Края пространства загнуты слегка,
И та черта зовется горизонтом,
А горизонт сильнее человека,
А человек надеждою живёт
И бродит в море, бредя берегами,
И радостен ему случайный проблеск,
Случайный дым,
случайное тепло.
Жил мальчик тихий, вырос и ушёл,
Когда земля отмокла, отогрелась
И вылез самый первый майский жук,
Самодовольно лапки потирая.
Ушёл от моросящего дождя,
От бешеного бега электричек –
Его влекла осенняя погода,
Набитые туманом паруса.
Я очень много думаю о жизни –
И, может быть, поэтому встревожен.
Что было в жизни?
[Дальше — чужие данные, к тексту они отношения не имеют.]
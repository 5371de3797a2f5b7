//! Pipeline configuration: TOML file, then command-line overrides.

use std::path::Path;

use anyhow::{Context, Result};
use pipeline::PipelineConfig;
use tracing::info;

use crate::args::Cli;

/// Loads the configuration file (if any), applies flag overrides and
/// validates the result.
pub fn load(cli: &Cli) -> Result<PipelineConfig> {
    let mut config = match &cli.config {
        Some(path) => read(path)?,
        None => {
            info!("Using default configuration");
            PipelineConfig::default()
        }
    };
    if let Some(max_iterations) = cli.max_iterations {
        config.max_iterations = max_iterations;
    }
    config.validate().context("invalid pipeline configuration")?;
    Ok(config)
}

fn read(path: &Path) -> Result<PipelineConfig> {
    info!(path = %path.display(), "Loading configuration");
    let text = std::fs::read_to_string(path)
        .with_context(|| format!("failed to read config file '{}'", path.display()))?;
    toml::from_str(&text).with_context(|| format!("failed to parse config file '{}'", path.display()))
}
Вспененное море,
Балтийские рассветы и закаты,
Шинели, перетянутые туго,
И чёткие косые силуэты
За горизонт идущих кораблей.
Что было в жизни? Солнечные горы,
Распластанные кедры на вершинах,
И влажные мохнатые пионы
Лугов альпийских,
и глухое ржанье
В ущелье заплутавшего коня.
И в памяти проспекты Ленинграда
С алтайскими посёлками смешались,
И сумерки случайных полустанков
Смешали краски непохожих зорь.
Искали в скалах золото и руды
Геологи таежных экспедиций,
Топографы крутили нивелиры,
Через тайгу гоняли пятитонки
Товарищи и сверстники мои.
Быть может, мы узнали слишком рано,
Что скучно на проторенных дорогах,
Что есть ещё рискованное счастье
Простора, высоты и глубины.
Пусть мозг истлеет и глаза истлеют,
Пусть даже этот череп бугроватый
Источит родниковая вода, –
Мы очень мало думаем о смерти –
И, может быть, поэтому спокойны.
А людям, твёрдо выбравшим дорогу,
Наверное, иначе и нельзя.
Большая ночь над городом идет.
Созвездия, как кисти винограда,
Качаются и брызжут острым соком.
Всё вертится и вертится Земля.
Разматывает время киноленту
Моих чудачеств, сожалений поздних,
Работы терпеливой и удач.
Чем дальше, тем смешней и интересней…
А помнишь ли ту осень на Тверском,
Сухую, паутинную?
Пылали
Последние невянущие астры,
Студенты шумно спорили о культе,
Цитатами из Маркса громыхали.
И у доски профессор терпеливый
Постукивал старательным мелком,
Начала и концы соединяя –
Зачеркивая собственную жизнь.
А мы ещё и жить не начинали,
Мы говорили – завтра, послезавтра!
Вот повзрослеем, вот остепенимся –
Тогда лишь и начнется всё такое,
Что жизнью настоящею зовут…
И целовались в темных кинозалах,
И танцевали на банкетах чинных.
Постой. А сколько дочери твоей?
Уже три года?
Да, уже три года.
Всё ждешь ты возвращенья моего, –
А жизнь опять отложена на завтра.
Большая ночь над городом идет –
И никогда «сегодня» не наступит.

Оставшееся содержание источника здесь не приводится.